__Work item__. A line qualifies if it holds the string "moderation". Copy every qualifying line from the records.

__Data provided__.
□ □ □ □
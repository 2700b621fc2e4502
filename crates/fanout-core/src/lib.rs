//! fanout-core: motor de difusión multi-tenant.
//!
//! Componentes (de las hojas hacia arriba):
//! - `shard`: reparto de la membresía de cada tenant en N shards por nivel.
//! - `gate`: predicado cacheado de bloqueos (global y por tenant).
//! - `planner`: expansión de un mensaje canónico a registros por destinatario,
//!   con las reescrituras de recall, pin/unpin, quote y transcript.
//! - `bulk`: persistencia idempotente por lotes + señal de wake.
//! - `scheduler`: bucle por tenant, prioridad alta antes que baja.
//! - `catchup`: reenvío del backlog a un único destinatario desde un cursor.
//!
//! Todo el IO pasa por `FanoutStore` (fuente de verdad), `MessengerTransport`
//! y `WakePublisher`.
pub mod bulk;
pub mod catchup;
pub mod config;
pub mod errors;
pub mod gate;
pub mod ingest;
pub mod moderation;
pub mod planner;
pub mod scheduler;
pub mod shard;
pub mod store;
pub mod transport;
pub mod wake;

pub use bulk::{BulkWriter, PersistReport};
pub use catchup::CatchupEngine;
pub use config::FanoutConfig;
pub use errors::{FanoutError, InsertOutcome, StoreError, TransportError};
pub use gate::EligibilityGate;
pub use ingest::{IngestOutcome, Ingestor};
pub use moderation::{Moderation, MAX_MUTE_HOURS};
pub use planner::{Expansion, FanoutPlanner};
pub use scheduler::{Supervisor, TenantScheduler, TickOutcome};
pub use shard::{assign_shards, ShardAssigner, ShardTable, DEFAULT_SHARD};
pub use store::{BlockSnapshot, FanoutStore, InMemoryFanoutStore, LocalCopy, MessageQuery, SharedStore};
pub use transport::{InboundMessage, LoggingTransport, MessengerTransport, OutboundMessage};
pub use wake::{ChannelWakePublisher, WakePublisher, WAKE_CHANNEL};
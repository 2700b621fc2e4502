//! fanout-persistence
//!
//! Implementación Postgres (Diesel + r2d2) de `FanoutStore` y publicador de
//! avisos de despertar sobre Redis pub/sub.
//!
//! Módulos:
//! - `pg`: store relacional, pool y política de reintentos.
//! - `wake`: `RedisWakePublisher`.
//! - `migrations`: runner embebido de migraciones Diesel.
//! - `config`: carga de configuración desde .env.
//! - `schema`: tablas Diesel.

pub mod config;
pub mod error;
pub mod migrations;
pub mod pg;
pub mod schema;
pub mod wake;

pub use config::{init_dotenv, DbConfig};
pub use error::PersistenceError;
pub use pg::{build_dev_pool_from_env, build_pool, ConnectionProvider, PgFanoutStore, PgPool, PoolProvider};
pub use wake::RedisWakePublisher;
//! # ramscope-core
//!
//! Post-mortem kernel-memory forensics engine.
//!
//! Given a frozen snapshot of a crashed system's physical RAM plus the
//! matching vmlinux, this crate reconstructs live kernel state:
//! - physical-address reads over the captured segments ([`image`])
//! - virtual-to-physical translation against the frozen page tables
//!   ([`translate`])
//! - symbol resolution over a sorted address index ([`symbols`])
//! - call-stack reconstruction, table-driven or frame-pointer based
//!   ([`unwind`])
//! - corruption-tolerant traversal of kernel linked lists ([`walker`])
//! - the analyses composed from all of the above ([`analyses`])
//!
//! Everything runs single-threaded over one immutable memory snapshot.
//! The memory is untrusted: primitives return `Option` and components
//! degrade locally instead of aborting the run.

pub mod analyses;
pub mod debuginfo;
pub mod error;
pub mod image;
pub mod mem;
pub mod report;
pub mod session;
pub mod symbols;
pub mod translate;
pub mod types;
pub mod unwind;
pub mod walker;

// Re-export commonly used types
pub use error::{AnalysisError, Result};
pub use session::{Session, SessionConfig};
□ □ □ □
__Response__.
pub mod moderation;
pub use moderation::{Moderation, MAX_MUTE_HOURS};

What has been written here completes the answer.